Various solutions were developed including prototypes: biomodels for craniosynostosis repair and anatomical figures, custom cranial prosthesis mold, hand prosthesis, O2 line splitters, tissue scaffolds, syringe gun, face shields, breast prosthesis; autologous restoration mold and tissue expander.


In all areas of application of this technology in medicine―except the printing of medicines, in the current context―, it is feasible to obtain solutions in the territory of Matanzas. It is therefore imperative that managers and the medical community in general, begin to acquire awareness, knowledge, and experience to ensure the optimal use of this technology.


La impresión tridimensional es una de las tecnologías que promueve el cambio a nivel económico y social, y uno de los elementos fundamentales de la industria 4.0. Asimismo, constituye un enorme potencial para el futuro de la medicina, estableciéndose como un nuevo paradigma. A pesar de sus ventajas, su explotación en nuestro medio es incipiente.

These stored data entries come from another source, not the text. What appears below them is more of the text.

//! Shared setup for the wallet3 integration tests

use std::sync::{Arc, Once};
use std::time::Duration;

use wallet3_config::{Network, WalletConfig};
use wallet3_sync::mocks::{self, MockDaemon};
use wallet3_sync::storage::InMemoryStorage;
use wallet3_sync::sync::Wallet;

/// Wallet over the in-memory store and the mock daemon
pub type TestWallet = Wallet<InMemoryStorage, MockDaemon>;

static LOG_INIT: Once = Once::new();

/// Installs a log subscriber writing through the test harness, once per test binary
pub fn init_tracing() {
    LOG_INIT.call_once(|| {
        tracing_subscriber::fmt()
            .with_max_level(tracing::Level::DEBUG)
            .with_test_writer()
            .init();
    });
}

/// Fakechain config with a short deregistration timeout
pub fn fakechain_config() -> WalletConfig {
    let mut config = WalletConfig::create_unconnected(Network::Fakechain, None);
    config.daemon.deregister_timeout = Duration::from_millis(100);
    config
}

/// Opens a stopped wallet for keyring `seed` over `storage`, talking to `daemon`
pub fn open_wallet(
    seed: u8,
    storage: Arc<InMemoryStorage>,
    daemon: Arc<MockDaemon>,
) -> Arc<TestWallet> {
    Wallet::new(
        Arc::new(mocks::keyring(seed)),
        storage,
        daemon,
        &fakechain_config(),
    )
    .expect("in-memory storage opens")
}

/// Fresh storage and daemon with a wallet already registered
pub fn running_wallet(seed: u8) -> (Arc<TestWallet>, Arc<MockDaemon>) {
    init_tracing();
    let daemon = Arc::new(MockDaemon::new());
    let wallet = open_wallet(seed, Arc::new(InMemoryStorage::new()), daemon.clone());
    wallet.init();
    (wallet, daemon)
}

Diseñar y desarrollar soluciones basadas en tecnologías tridimensionales para la enseñanza y la práctica de las ciencias biomédicas.

Materiales y métodos:

Se realizó una investigación colaborativa, de desarrollo tecnológico entre el Centro de Fabricación Asistida y Sostenible de la Universidad de Matanzas y la Universidad de Ciencias Médicas de Matanzas, entre septiembre de 2019 y julio de 2022. Los diseños y fabricaciones se realizaron a partir de la adquisición de imágenes de tomografía computarizada, o desde un escáner de superficie, las que luego se procesaron, se convirtieron en formato Standard Tessellation Language, se imprimieron y posprocesaron. Los diseños virtuales se desarrollaron empleando un software de diseño asistido por computadora.

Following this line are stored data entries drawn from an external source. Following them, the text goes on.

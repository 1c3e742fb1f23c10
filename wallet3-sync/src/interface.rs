//! Traits for interfacing the sync engine with its collaborators: the daemon, the wallet storage
//! and the consumer of pushed blocks.

use std::future::Future;
use std::sync::Weak;

use crate::construct::fees::FeeParameters;
use crate::error::{DaemonError, StorageError};
use crate::keys::Address;
use crate::primitives::{
    Block, BlockHash, BlockHeight, DecoyOutput, KeyImage, Output, SubaddressIndex, TxHash,
};

/// Receives blocks and chain tip notifications pushed by the daemon.
///
/// The daemon holds a [`Weak`] reference to the sink so that it never keeps a wallet alive, and
/// drops deliveries for a wallet whose last owner released it.
pub trait BlockSink: Send + Sync {
    /// Delivers an ordered batch of blocks
    fn deliver_blocks(&self, blocks: Vec<Block>);

    /// Delivers the height and hash of the current chain tip
    fn deliver_top_block_info(&self, height: BlockHeight, hash: BlockHash);
}

/// Channel to the daemon the wallet syncs from
pub trait DaemonComms: Send + Sync + 'static {
    /// Subscribes `wallet` to blocks starting at `next_height`.
    ///
    /// `update_sync_height` asks the daemon to move its delivery cursor to `next_height` even if it
    /// already delivered past it. `new_wallet` marks a fresh subscription.
    fn register_wallet(
        &self,
        wallet: Weak<dyn BlockSink>,
        next_height: BlockHeight,
        update_sync_height: bool,
        new_wallet: bool,
    );

    /// Stops delivery to `wallet`. `completion` must be signalled once no further delivery can
    /// reach the wallet.
    fn deregister_wallet(
        &self,
        wallet: Weak<dyn BlockSink>,
        completion: crossbeam_channel::Sender<()>,
    );

    /// Current fee rates
    fn get_fee_parameters(&self) -> impl Future<Output = Result<FeeParameters, DaemonError>> + Send;

    /// Number of outputs on chain; global output indices are `0..count`
    fn get_output_count(&self) -> impl Future<Output = Result<u64, DaemonError>> + Send;

    /// Public data of the outputs at the given global indices
    fn get_outputs(
        &self,
        indices: Vec<u64>,
    ) -> impl Future<Output = Result<Vec<DecoyOutput>, DaemonError>> + Send;

    /// Global indices of outputs that must never be used as ring members
    fn get_output_blacklist(&self) -> impl Future<Output = Result<Vec<u64>, DaemonError>> + Send;
}

/// Lookup of the wallet's own key images
pub trait OwnedKeyImages {
    /// Returns true if `key_image` belongs to an output owned by the wallet
    fn is_key_image_mine(&self, key_image: &KeyImage) -> bool;
}

/// Writes staged for one block. Nothing is visible to readers of the storage until
/// [`StorageTransaction::commit`] succeeds; dropping the transaction discards the writes.
///
/// Lookups through [`OwnedKeyImages`] see the staged outputs.
pub trait StorageTransaction: OwnedKeyImages {
    /// Records the block as scanned, advancing the persisted scan height to its height
    fn store_block(&mut self, block: &Block) -> Result<(), StorageError>;

    /// Records the owned outputs received in a transaction
    fn store_transaction(
        &mut self,
        hash: TxHash,
        height: BlockHeight,
        outputs: Vec<Output>,
    ) -> Result<(), StorageError>;

    /// Records the spends of owned outputs made by a transaction
    fn store_spends(
        &mut self,
        hash: TxHash,
        height: BlockHeight,
        key_images: Vec<KeyImage>,
    ) -> Result<(), StorageError>;

    /// Applies every staged write atomically
    fn commit(self) -> Result<(), StorageError>;
}

/// Persistent wallet storage
pub trait WalletStorage: OwnedKeyImages + Send + Sync + 'static {
    /// Scoped transaction type
    type Transaction<'a>: StorageTransaction
    where
        Self: 'a;

    /// Opens a scoped transaction
    fn scoped_transaction(&self) -> Result<Self::Transaction<'_>, StorageError>;

    /// Records a receiving address of the wallet
    fn add_address(&self, index: SubaddressIndex, address: &Address) -> Result<(), StorageError>;

    /// Highest block height fully applied
    fn last_scan_height(&self) -> Result<BlockHeight, StorageError>;

    /// Highest block height known to exist on the chain
    fn scan_target_height(&self) -> Result<BlockHeight, StorageError>;

    /// Records the chain tip
    fn update_top_block_info(
        &self,
        height: BlockHeight,
        hash: BlockHash,
    ) -> Result<(), StorageError>;

    /// Sum of all unspent outputs
    fn overall_balance(&self) -> Result<u64, StorageError>;

    /// Sum of the unspent outputs unlocked at `height`
    fn unlocked_balance(&self, height: BlockHeight) -> Result<u64, StorageError>;

    /// Unspent outputs unlocked at `height`
    fn available_outputs(&self, height: BlockHeight) -> Result<Vec<Output>, StorageError>;

    /// Owned output with the given key image
    fn output(&self, key_image: &KeyImage) -> Result<Option<Output>, StorageError>;
}

impl OwnedKeyImages for std::collections::HashSet<KeyImage> {
    fn is_key_image_mine(&self, key_image: &KeyImage) -> bool {
        self.contains(key_image)
    }
}
#[cfg(test)]
mod tests {
    use std::sync::atomic::{AtomicBool, Ordering};

    use wallet3_config::Network;

    use super::*;
    use crate::mocks::{self, ChainBuilder, DeregisterResponse, MockDaemon, Registration};
    use crate::storage::InMemoryStorage;

    type TestWallet = Wallet<InMemoryStorage, MockDaemon>;

    fn config() -> WalletConfig {
        let mut config = WalletConfig::create_unconnected(Network::Fakechain, None);
        config.daemon.deregister_timeout = Duration::from_millis(50);
        config
    }

    fn wallet_over(storage: Arc<InMemoryStorage>) -> (Arc<TestWallet>, Arc<MockDaemon>) {
        let daemon = Arc::new(MockDaemon::new());
        let wallet = Wallet::new(
            Arc::new(mocks::keyring(1)),
            storage,
            daemon.clone(),
            &config(),
        )
        .unwrap();
        (wallet, daemon)
    }

    fn running_wallet() -> (Arc<TestWallet>, Arc<MockDaemon>) {
        let (wallet, daemon) = wallet_over(Arc::new(InMemoryStorage::new()));
        wallet.init();
        (wallet, daemon)
    }

    fn registration(
        next_height: BlockHeight,
        update_sync_height: bool,
        new_wallet: bool,
    ) -> Registration {
        Registration {
            next_height,
            update_sync_height,
            new_wallet,
        }
    }

    #[test]
    fn init_registers_for_next_block() {
        let (wallet, daemon) = wallet_over(Arc::new(InMemoryStorage::new()));
        assert_eq!(wallet.status(), SyncStatus::Stopped);
        assert!(daemon.registrations().is_empty());

        wallet.init();

        assert_eq!(daemon.registrations(), vec![registration(1, true, true)]);
        assert_eq!(wallet.status(), SyncStatus::AwaitingBlocks);
        assert!(wallet.is_running());
        assert_eq!(
            wallet.storage().address(SubaddressIndex::PRIMARY),
            Some(wallet.keyring().main_address())
        );
    }

    #[test]
    fn consecutive_blocks_advance_height_by_one_each() {
        let (wallet, daemon) = running_wallet();
        let mut chain = ChainBuilder::new();

        assert!(daemon.deliver_blocks(chain.empty_blocks(3)));

        assert_eq!(wallet.last_scan_height(), 3);
        assert_eq!(wallet.storage().last_scan_height().unwrap(), 3);
        assert_eq!(daemon.last_registration(), Some(registration(4, false, false)));
        assert_eq!(wallet.status(), SyncStatus::AwaitingBlocks);
    }

    #[test]
    fn gap_applies_nothing_and_reregisters() {
        let (wallet, daemon) = running_wallet();
        let mut chain = ChainBuilder::new();
        let blocks = chain.empty_blocks(5);

        daemon.deliver_blocks(blocks[2..].to_vec());

        assert_eq!(wallet.last_scan_height(), 0);
        assert_eq!(wallet.storage().block_hash(3), None);
        assert_eq!(daemon.last_registration(), Some(registration(1, true, false)));

        daemon.deliver_blocks(blocks);
        assert_eq!(wallet.last_scan_height(), 5);
    }

    #[test]
    fn gap_inside_batch_stops_and_rewinds() {
        let (wallet, daemon) = running_wallet();
        let mut chain = ChainBuilder::new();
        let blocks = chain.empty_blocks(4);

        daemon.deliver_blocks(vec![blocks[0].clone(), blocks[1].clone(), blocks[3].clone()]);

        assert_eq!(wallet.last_scan_height(), 2);
        assert_eq!(wallet.storage().block_hash(4), None);
        assert_eq!(daemon.last_registration(), Some(registration(3, true, false)));
    }

    #[test]
    fn duplicate_blocks_are_skipped() {
        let (wallet, daemon) = running_wallet();
        let keys = mocks::keyring(1);
        let mut chain = ChainBuilder::new();
        chain.pay(&keys.main_address(), 10);
        let first = chain.block();
        let second = chain.block();

        daemon.deliver_blocks(vec![first.clone(), second.clone()]);
        daemon.deliver_blocks(vec![first, second, chain.block()]);

        assert_eq!(wallet.last_scan_height(), 3);
        assert_eq!(wallet.get_balance().unwrap(), 10);
        assert_eq!(wallet.storage().outputs().len(), 1);
    }

    #[test]
    fn empty_batch_is_dropped() {
        let (wallet, daemon) = running_wallet();

        assert!(wallet.add_blocks(Vec::new()).is_ok());

        assert_eq!(daemon.registrations().len(), 1);
        assert_eq!(wallet.last_scan_height(), 0);
    }

    #[test]
    fn stopped_wallet_discards_blocks() {
        let (wallet, _daemon) = wallet_over(Arc::new(InMemoryStorage::new()));
        let mut chain = ChainBuilder::new();

        assert!(matches!(
            wallet.add_blocks(chain.empty_blocks(1)),
            Err(SyncError::NotRunning)
        ));
        assert_eq!(wallet.last_scan_height(), 0);
    }

    #[test]
    fn failed_commit_keeps_height_and_rewinds_daemon() {
        let (wallet, daemon) = running_wallet();
        let mut chain = ChainBuilder::new();
        let blocks = chain.empty_blocks(3);
        wallet.add_blocks(blocks[..1].to_vec()).unwrap();
        wallet.storage().fail_next_commits(1);

        assert!(matches!(
            wallet.add_blocks(blocks[1..].to_vec()),
            Err(SyncError::Storage(_))
        ));
        assert_eq!(wallet.last_scan_height(), 1);
        assert_eq!(wallet.storage().last_scan_height().unwrap(), 1);
        assert_eq!(daemon.last_registration(), Some(registration(2, true, false)));

        daemon.deliver_blocks(blocks[1..].to_vec());
        assert_eq!(wallet.last_scan_height(), 3);
    }

    #[test]
    fn single_block_must_follow_scan_height() {
        let (wallet, _daemon) = running_wallet();
        let mut chain = ChainBuilder::new();
        let blocks = chain.empty_blocks(2);

        assert!(matches!(
            wallet.add_block(&blocks[1]),
            Err(SyncError::UnexpectedHeight {
                height: 2,
                last_scan_height: 0
            })
        ));
        wallet.add_block(&blocks[0]).unwrap();
        assert_eq!(wallet.last_scan_height(), 1);
    }

    #[test]
    fn top_block_info_is_advisory() {
        let (wallet, daemon) = running_wallet();
        let mut chain = ChainBuilder::new();

        daemon.deliver_top_block(50, BlockHash([5; 32]));
        daemon.deliver_blocks(chain.empty_blocks(2));

        assert_eq!(wallet.sync_progress(), (2, 50));
        assert_eq!(wallet.storage().top_block_hash(), Some(BlockHash([5; 32])));
    }

    #[test]
    fn deregister_waits_for_confirmation() {
        let (wallet, daemon) = running_wallet();

        wallet.deregister().unwrap();

        assert_eq!(daemon.deregistrations(), 1);
        assert!(!daemon.is_registered());
        assert_eq!(wallet.status(), SyncStatus::Stopped);
        wallet
            .update_top_block_info(9, BlockHash::default())
            .unwrap();
        assert_eq!(wallet.scan_target_height(), 0);
    }

    #[test]
    fn deregister_during_batch_registration_stays_deregistered() {
        let (wallet, daemon) = running_wallet();
        let mut chain = ChainBuilder::new();
        let blocks = chain.empty_blocks(2);
        let paused = daemon.pause_next_registration();

        std::thread::scope(|scope| {
            let delivery = scope.spawn(|| daemon.deliver_blocks(blocks));
            paused
                .entered
                .recv_timeout(Duration::from_secs(5))
                .unwrap();
            let teardown = scope.spawn(|| wallet.deregister());

            // held back until the batch's registration returns
            std::thread::sleep(Duration::from_millis(20));
            assert_eq!(daemon.deregistrations(), 0);

            paused.release.send(()).unwrap();
            assert!(delivery.join().unwrap());
            teardown.join().unwrap().unwrap();
        });

        assert_eq!(wallet.last_scan_height(), 2);
        assert_eq!(daemon.registrations().len(), 2);
        assert_eq!(daemon.deregistrations(), 1);
        assert!(!daemon.is_registered());
        assert_eq!(wallet.status(), SyncStatus::Stopped);
    }

    #[test]
    fn registration_after_deregister_is_skipped() {
        let (wallet, daemon) = running_wallet();
        wallet.deregister().unwrap();

        wallet.register(1, true, false);

        assert_eq!(daemon.registrations().len(), 1);
        assert!(!daemon.is_registered());
    }

    #[test]
    fn readers_never_see_a_partly_applied_block() {
        let (wallet, daemon) = running_wallet();
        let address = wallet.keyring().main_address();
        let mut chain = ChainBuilder::new();
        let blocks: Vec<Block> = (0..40)
            .map(|_| {
                chain.pay(&address, 1);
                chain.block()
            })
            .collect();
        let done = AtomicBool::new(false);

        std::thread::scope(|scope| {
            scope.spawn(|| {
                for block in blocks {
                    daemon.deliver_blocks(vec![block]);
                }
                done.store(true, Ordering::SeqCst);
            });
            scope.spawn(|| {
                // every block pays one unit, so the balance counts committed blocks
                while !done.load(Ordering::SeqCst) {
                    let before = wallet.last_scan_height();
                    let balance = wallet.get_balance().unwrap();
                    let (after, _) = wallet.sync_progress();
                    assert!(
                        before <= balance && balance <= after,
                        "height {} then {}, balance {}",
                        before,
                        after,
                        balance
                    );
                }
            });
        });

        assert_eq!(wallet.last_scan_height(), 40);
        assert_eq!(wallet.get_balance().unwrap(), 40);
    }

    #[test]
    fn deregister_times_out_without_confirmation() {
        let (wallet, daemon) = running_wallet();
        daemon.set_deregister_response(DeregisterResponse::Withhold);

        assert!(matches!(
            wallet.deregister(),
            Err(SyncError::DeregisterTimeout(timeout)) if timeout == Duration::from_millis(50)
        ));
        assert!(!wallet.is_running());
    }

    #[test]
    fn deregister_fails_when_signal_dropped() {
        let (wallet, daemon) = running_wallet();
        daemon.set_deregister_response(DeregisterResponse::Drop);

        assert!(matches!(
            wallet.deregister(),
            Err(SyncError::DeregisterAborted)
        ));
    }

    #[test]
    fn restart_resumes_from_persisted_height() {
        let storage = Arc::new(InMemoryStorage::new());
        let (wallet, daemon) = wallet_over(storage.clone());
        wallet.init();
        let mut chain = ChainBuilder::new();
        daemon.deliver_blocks(chain.empty_blocks(4));
        wallet.deregister().unwrap();
        drop(wallet);

        let (reopened, daemon) = wallet_over(storage);
        reopened.init();

        assert_eq!(reopened.last_scan_height(), 4);
        assert_eq!(daemon.registrations(), vec![registration(5, true, true)]);
    }

    #[test]
    fn dropped_wallet_receives_nothing() {
        let (wallet, daemon) = running_wallet();
        drop(wallet);

        let mut chain = ChainBuilder::new();
        assert!(!daemon.deliver_blocks(chain.empty_blocks(1)));
    }

    #[test]
    fn unlocked_balance_follows_scan_height() {
        let (wallet, daemon) = running_wallet();
        let mut chain = ChainBuilder::new();
        chain.pay(&wallet.keyring().main_address(), 25);
        daemon.deliver_blocks(vec![chain.block()]);

        assert_eq!(wallet.get_balance().unwrap(), 25);
        assert_eq!(wallet.get_unlocked_balance().unwrap(), 0);

        daemon.deliver_blocks(chain.empty_blocks(10));
        assert_eq!(wallet.last_scan_height(), 11);
        assert_eq!(wallet.get_unlocked_balance().unwrap(), 25);
    }
}
//! In-memory implementation of the wallet storage contract.
//!
//! Writes made through a [`InMemoryTransaction`] are staged and only applied, all at once and
//! under a single write lock, when the transaction is committed. Readers therefore observe either
//! the state before a block or the state after it.

use std::collections::BTreeMap;
use std::sync::atomic::{AtomicUsize, Ordering};

use parking_lot::RwLock;

use crate::error::StorageError;
use crate::interface::{OwnedKeyImages, StorageTransaction, WalletStorage};
use crate::keys::Address;
use crate::primitives::{
    Block, BlockHash, BlockHeight, KeyImage, Output, SpendRecord, SubaddressIndex, TxHash,
};

#[derive(Debug, Default)]
struct WalletData {
    last_scan_height: BlockHeight,
    scan_target_height: BlockHeight,
    top_block_hash: Option<BlockHash>,
    block_hashes: BTreeMap<BlockHeight, BlockHash>,
    outputs: BTreeMap<KeyImage, Output>,
    spends: BTreeMap<KeyImage, SpendRecord>,
    addresses: BTreeMap<SubaddressIndex, Address>,
}

/// Wallet storage held in memory
#[derive(Debug, Default)]
pub struct InMemoryStorage {
    data: RwLock<WalletData>,
    failing_commits: AtomicUsize,
}

impl InMemoryStorage {
    /// Creates an empty storage. Nothing has been scanned: the first block needed is height 1.
    pub fn new() -> Self {
        Self::default()
    }

    /// Hash of the scanned block at `height`
    pub fn block_hash(&self, height: BlockHeight) -> Option<BlockHash> {
        self.data.read().block_hashes.get(&height).copied()
    }

    /// Hash of the last reported chain tip
    pub fn top_block_hash(&self) -> Option<BlockHash> {
        self.data.read().top_block_hash
    }

    /// Stored receiving address for a subaddress index
    pub fn address(&self, index: SubaddressIndex) -> Option<Address> {
        self.data.read().addresses.get(&index).copied()
    }

    /// Every owned output, spent ones included, ordered by key image
    pub fn outputs(&self) -> Vec<Output> {
        self.data.read().outputs.values().cloned().collect()
    }

    /// Spend record of an owned output
    pub fn spend(&self, key_image: &KeyImage) -> Option<SpendRecord> {
        self.data.read().spends.get(key_image).copied()
    }

    /// Makes the next `count` commits fail without applying anything
    #[cfg(any(test, feature = "test-features"))]
    pub fn fail_next_commits(&self, count: usize) {
        self.failing_commits.store(count, Ordering::SeqCst);
    }

    fn take_commit_failure(&self) -> bool {
        self.failing_commits
            .fetch_update(Ordering::SeqCst, Ordering::SeqCst, |n| n.checked_sub(1))
            .is_ok()
    }
}

impl OwnedKeyImages for InMemoryStorage {
    fn is_key_image_mine(&self, key_image: &KeyImage) -> bool {
        self.data.read().outputs.contains_key(key_image)
    }
}

impl WalletStorage for InMemoryStorage {
    type Transaction<'a> = InMemoryTransaction<'a>;

    fn scoped_transaction(&self) -> Result<Self::Transaction<'_>, StorageError> {
        Ok(InMemoryTransaction {
            storage: self,
            blocks: Vec::new(),
            outputs: Vec::new(),
            spends: Vec::new(),
            finished: false,
        })
    }

    fn add_address(&self, index: SubaddressIndex, address: &Address) -> Result<(), StorageError> {
        self.data.write().addresses.insert(index, *address);
        Ok(())
    }

    fn last_scan_height(&self) -> Result<BlockHeight, StorageError> {
        Ok(self.data.read().last_scan_height)
    }

    fn scan_target_height(&self) -> Result<BlockHeight, StorageError> {
        Ok(self.data.read().scan_target_height)
    }

    fn update_top_block_info(
        &self,
        height: BlockHeight,
        hash: BlockHash,
    ) -> Result<(), StorageError> {
        let mut data = self.data.write();
        data.scan_target_height = height;
        data.top_block_hash = Some(hash);
        Ok(())
    }

    fn overall_balance(&self) -> Result<u64, StorageError> {
        Ok(self
            .data
            .read()
            .outputs
            .values()
            .filter(|output| !output.spent())
            .map(|output| output.amount())
            .sum())
    }

    fn unlocked_balance(&self, height: BlockHeight) -> Result<u64, StorageError> {
        Ok(self
            .available_outputs(height)?
            .iter()
            .map(|output| output.amount())
            .sum())
    }

    fn available_outputs(&self, height: BlockHeight) -> Result<Vec<Output>, StorageError> {
        Ok(self
            .data
            .read()
            .outputs
            .values()
            .filter(|output| !output.spent() && output.is_unlocked_at(height))
            .cloned()
            .collect())
    }

    fn output(&self, key_image: &KeyImage) -> Result<Option<Output>, StorageError> {
        Ok(self.data.read().outputs.get(key_image).cloned())
    }
}

/// Scoped transaction of [`InMemoryStorage`]. Dropping it without committing discards every
/// staged write.
#[derive(Debug)]
pub struct InMemoryTransaction<'a> {
    storage: &'a InMemoryStorage,
    blocks: Vec<(BlockHeight, BlockHash)>,
    outputs: Vec<Output>,
    spends: Vec<SpendRecord>,
    finished: bool,
}

impl InMemoryTransaction<'_> {
    fn is_empty(&self) -> bool {
        self.blocks.is_empty() && self.outputs.is_empty() && self.spends.is_empty()
    }
}

impl OwnedKeyImages for InMemoryTransaction<'_> {
    fn is_key_image_mine(&self, key_image: &KeyImage) -> bool {
        self.outputs
            .iter()
            .any(|output| output.key_image() == *key_image)
            || self.storage.is_key_image_mine(key_image)
    }
}

impl StorageTransaction for InMemoryTransaction<'_> {
    fn store_block(&mut self, block: &Block) -> Result<(), StorageError> {
        self.blocks.push((block.height(), block.hash()));
        Ok(())
    }

    fn store_transaction(
        &mut self,
        _hash: TxHash,
        _height: BlockHeight,
        outputs: Vec<Output>,
    ) -> Result<(), StorageError> {
        self.outputs.extend(outputs);
        Ok(())
    }

    fn store_spends(
        &mut self,
        hash: TxHash,
        height: BlockHeight,
        key_images: Vec<KeyImage>,
    ) -> Result<(), StorageError> {
        self.spends.extend(
            key_images
                .into_iter()
                .map(|key_image| SpendRecord::from_parts(key_image, height, hash)),
        );
        Ok(())
    }

    fn commit(mut self) -> Result<(), StorageError> {
        self.finished = true;
        if self.storage.take_commit_failure() {
            return Err(StorageError::CommitFailed(
                "injected commit failure".to_string(),
            ));
        }

        let mut data = self.storage.data.write();
        // received before spent, a block may contain both
        for output in std::mem::take(&mut self.outputs) {
            data.outputs.entry(output.key_image()).or_insert(output);
        }
        for spend in std::mem::take(&mut self.spends) {
            if let Some(output) = data.outputs.get_mut(&spend.key_image()) {
                output.mark_spent();
            }
            data.spends.insert(spend.key_image(), spend);
        }
        for (height, hash) in std::mem::take(&mut self.blocks) {
            data.block_hashes.insert(height, hash);
            data.last_scan_height = height;
            data.scan_target_height = data.scan_target_height.max(height);
        }
        Ok(())
    }
}

impl Drop for InMemoryTransaction<'_> {
    fn drop(&mut self) {
        if !self.finished && !self.is_empty() {
            tracing::debug!(
                "Discarding uncommitted storage transaction with {} blocks, {} outputs and {} spends",
                self.blocks.len(),
                self.outputs.len(),
                self.spends.len()
            );
        }
    }
}

#[cfg(test)]
mod tests {
    use super::*;

    fn output(amount: u64, image: u8, unlock_height: BlockHeight) -> Output {
        Output::from_parts(
            amount,
            [image; 32],
            KeyImage([image; 32]),
            image as u64,
            SubaddressIndex::PRIMARY,
            unlock_height,
            1,
            0,
            TxHash([image; 32]),
            0,
            [0; 32],
        )
    }

    fn block(height: BlockHeight) -> Block {
        Block::from_parts(height, BlockHash([height as u8; 32]), 0, Vec::new())
    }

    #[test]
    fn uncommitted_writes_are_invisible_and_discarded() {
        let storage = InMemoryStorage::new();
        {
            let mut tx = storage.scoped_transaction().unwrap();
            tx.store_block(&block(1)).unwrap();
            tx.store_transaction(TxHash::default(), 1, vec![output(5, 1, 0)])
                .unwrap();
            assert!(tx.is_key_image_mine(&KeyImage([1; 32])));
            assert!(!storage.is_key_image_mine(&KeyImage([1; 32])));
        }

        assert_eq!(storage.last_scan_height().unwrap(), 0);
        assert_eq!(storage.overall_balance().unwrap(), 0);
        assert_eq!(storage.block_hash(1), None);
    }

    #[test]
    fn commit_applies_block_outputs_and_spends() {
        let storage = InMemoryStorage::new();
        let mut tx = storage.scoped_transaction().unwrap();
        tx.store_block(&block(1)).unwrap();
        tx.store_transaction(TxHash::default(), 1, vec![output(5, 1, 0), output(7, 2, 0)])
            .unwrap();
        tx.store_spends(TxHash([9; 32]), 1, vec![KeyImage([2; 32])])
            .unwrap();
        tx.commit().unwrap();

        assert_eq!(storage.last_scan_height().unwrap(), 1);
        assert_eq!(storage.scan_target_height().unwrap(), 1);
        assert_eq!(storage.block_hash(1), Some(BlockHash([1; 32])));
        assert_eq!(storage.overall_balance().unwrap(), 5);
        assert!(storage.output(&KeyImage([2; 32])).unwrap().unwrap().spent());
        assert_eq!(
            storage.spend(&KeyImage([2; 32])).unwrap().tx_hash(),
            TxHash([9; 32])
        );
    }

    #[test]
    fn reapplying_outputs_keeps_spent_flag() {
        let storage = InMemoryStorage::new();
        let mut tx = storage.scoped_transaction().unwrap();
        tx.store_transaction(TxHash::default(), 1, vec![output(5, 1, 0)])
            .unwrap();
        tx.store_spends(TxHash::default(), 2, vec![KeyImage([1; 32])])
            .unwrap();
        tx.commit().unwrap();

        let mut tx = storage.scoped_transaction().unwrap();
        tx.store_transaction(TxHash::default(), 1, vec![output(5, 1, 0)])
            .unwrap();
        tx.commit().unwrap();

        assert_eq!(storage.outputs().len(), 1);
        assert_eq!(storage.overall_balance().unwrap(), 0);
    }

    #[test]
    fn injected_failure_applies_nothing() {
        let storage = InMemoryStorage::new();
        storage.fail_next_commits(1);

        let mut tx = storage.scoped_transaction().unwrap();
        tx.store_block(&block(1)).unwrap();
        assert!(matches!(tx.commit(), Err(StorageError::CommitFailed(_))));
        assert_eq!(storage.last_scan_height().unwrap(), 0);

        let mut tx = storage.scoped_transaction().unwrap();
        tx.store_block(&block(1)).unwrap();
        tx.commit().unwrap();
        assert_eq!(storage.last_scan_height().unwrap(), 1);
    }

    #[test]
    fn unlocked_balance_respects_unlock_height() {
        let storage = InMemoryStorage::new();
        let mut tx = storage.scoped_transaction().unwrap();
        tx.store_transaction(TxHash::default(), 1, vec![output(5, 1, 11), output(3, 2, 40)])
            .unwrap();
        tx.commit().unwrap();

        assert_eq!(storage.unlocked_balance(10).unwrap(), 0);
        assert_eq!(storage.unlocked_balance(11).unwrap(), 5);
        assert_eq!(storage.unlocked_balance(40).unwrap(), 8);
        assert_eq!(storage.available_outputs(11).unwrap().len(), 1);
        assert_eq!(storage.overall_balance().unwrap(), 8);
    }

    #[test]
    fn top_block_info_updates_target() {
        let storage = InMemoryStorage::new();
        storage
            .update_top_block_info(120, BlockHash([4; 32]))
            .unwrap();

        assert_eq!(storage.scan_target_height().unwrap(), 120);
        assert_eq!(storage.top_block_hash(), Some(BlockHash([4; 32])));
    }
}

Se desarrollaron varias soluciones que incluyen varios prototipos: biomodelos para reparación de craneosinostosis y figuras anatómicas, molde de prótesis craneal personalizada, prótesis de mano, divisores de líneas de O2, andamios tisulares, pistola portajeringas, protectores faciales, prótesis de mama, molde para restauración autóloga y expansor tisular.


En todas las áreas de aplicación de esta tecnología en medicina―salvo en la impresión de medicamentos, en el contexto actual―, es factible obtener soluciones en el territorio de Matanzas. Es un imperativo, pues, que directivos y la comunidad médica en general, comiencen a adquirir conciencia, conocimientos y experiencias para garantizar la utilización óptima de esta tecnología.

Key words:
    • additive manufacturing;
    • three-dimensional printing;
    • medicine;
    • radiology;
    • imaging;
    • DICOM.
Palabras clave:
    • fabricación aditiva;
    • impresión tridimensional;
    • medicina;
    • radiología;
    • imagen;
    • DICOM.


The United Nations Conference on Trade and Development (UNCTAD) warns of dire consequences if poor communities are excluded, or exclude themselves from technological advances. It points to technology as the key to getting out of the effects of the crisis exacerbated by the COVID-19 pandemic1. One of those emerging and disruptive technologies that promotes change at an economic and social level, and one of the fundamental elements of Industry 4.0, is 3D (three-dimensional) printing, also known as additive manufacturing or rapid prototyping and defined as the set of processes used to make a three-dimensional physical object by applying layer by layer of a solid material at room temperature, with a known melting point, controlled by a computerized system2; allowing the construction of a tangible model from a virtual one, obtained from medical or not medical images3.

In medicine, 3D printing is used for surgical planning, prosthetic fabrication, education and training, tissue construction, and drug printing4,5. It’s the ideal method for creating complex patient-specific geometries from medical imaging modalities and 3D laser scanning. It offers the ability to design patient-specific devices and do so in a cost-effective manner. Although, due to the wide range of advanced materials available for 3D printing, the necessary mechanical durability requirements can be achieved; personalization in patient care is the mainstay that justifies the revolution experienced by additive manufacturing6,7.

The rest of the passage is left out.